Aufruf zu „Aufschwung-Schwur“ in der Koalition
Unions-Fraktionschef Jens Spahn (CDU) forderte den Koalitionspartner SPD auf, sich verbindlich zu den verabredeten Reformen zu bekennen. „Wir müssen uns als Koalition einen Aufschwung-Schwur geben: dass wir uns versprechen, Wachstum hat jetzt Vorfahrt“, sagte Spahn der „Bild am Sonntag“. Wenn man sich diesen Schwur gebe, „dass man jetzt alles tun wolle für Aufschwung“, dann bekomme man „die Entscheidung bis zur sitzungsfreien Zeit hin“.
Spahn räumte ein, dass das Regieren zwischen Union und SPD „manchmal auch mühsam“ sei. Dennoch zeigte er sich zuversichtlich, dass die Koalition auch bei umstrittenen Vorhaben wie dem Infrastrukturgesetz und der Wahlrechtsreform zu Lösungen kommen werde. „Wir bleiben so lange miteinander sitzen, bis wir zu Entscheidungen gekommen sind“, sagte er der „Bild am Sonntag“.

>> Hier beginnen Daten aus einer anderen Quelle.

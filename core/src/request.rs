//! Request metadata used for failure reporting.

use std::net::IpAddr;

/// What the failure path needs to know about the inbound request.
///
/// Built by the transport layer; the core never parses raw requests.
#[derive(Debug, Clone, Default, PartialEq, Eq)]
pub struct RequestInfo {
    /// Correlation id of the request.
    pub id: String,
    /// HTTP method.
    pub method: String,
    /// Request path and query.
    pub url: String,
    /// Authenticated user id (`x-uid` header), if any.
    pub uid: Option<String>,
    /// Client address.
    pub ip: Option<IpAddr>,
    /// `User-Agent` header, if any.
    pub user_agent: Option<String>,
}

impl RequestInfo {
    /// Create request metadata for a method and URL.
    #[must_use]
    pub fn new(method: impl Into<String>, url: impl Into<String>) -> Self {
        Self {
            method: method.into(),
            url: url.into(),
            ..Self::default()
        }
    }

    /// Set the correlation id.
    #[must_use]
    pub fn with_id(mut self, id: impl Into<String>) -> Self {
        self.id = id.into();
        self
    }

    /// Set the authenticated user id.
    #[must_use]
    pub fn with_uid(mut self, uid: impl Into<String>) -> Self {
        self.uid = Some(uid.into());
        self
    }

    /// Set the client address.
    #[must_use]
    pub const fn with_ip(mut self, ip: IpAddr) -> Self {
        self.ip = Some(ip);
        self
    }

    /// Set the user agent.
    #[must_use]
    pub fn with_user_agent(mut self, user_agent: impl Into<String>) -> Self {
        self.user_agent = Some(user_agent.into());
        self
    }
}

Rückendeckung für Bundeskanzler Merz
Zugleich stärkte Spahn Bundeskanzler Friedrich Merz (CDU) gegen Kritik aus den eigenen Reihen den Rücken und bestritt eigene Kanzlerpläne. „Friedrich Merz ist kein Kuschelkanzler. Das ist jemand, der sagt, was er denkt, der auch mal aneckt, der aber vor allem auch anpackt. Und der das Richtige will, gemeinsam mit dieser Koalition“, so Spahn in der „Bild am Sonntag“.
Debatten über einen Kanzlertausch mit dem nordrhein-westfälischen Ministerpräsidenten Hendrik Wüst (CDU) bezeichnete Spahn als „Unsinn“. Auch eigenen Ambitionen schloss der Fraktionsvorsitzende explizit aus. „Ich habe keine Ambitionen, also schließe ich die einfach aus“, sagte er der „Bild am Sonntag“.
„Echt schöne Aufgabe“ als Fraktionsvorsitzender
Spahn verwies auf seine langjährige Erfahrung im Bundestag. Er sei jetzt seit über zwei Jahrzehnten Abgeordneter. Das Parlament sei „die Herzkammer der Demokratie“. „Und da Vorsitzender der größten Mehrheitsfraktion zu sein, ist eine echt schöne Aufgabe“, so Spahn gegenüber der „Bild am Sonntag“.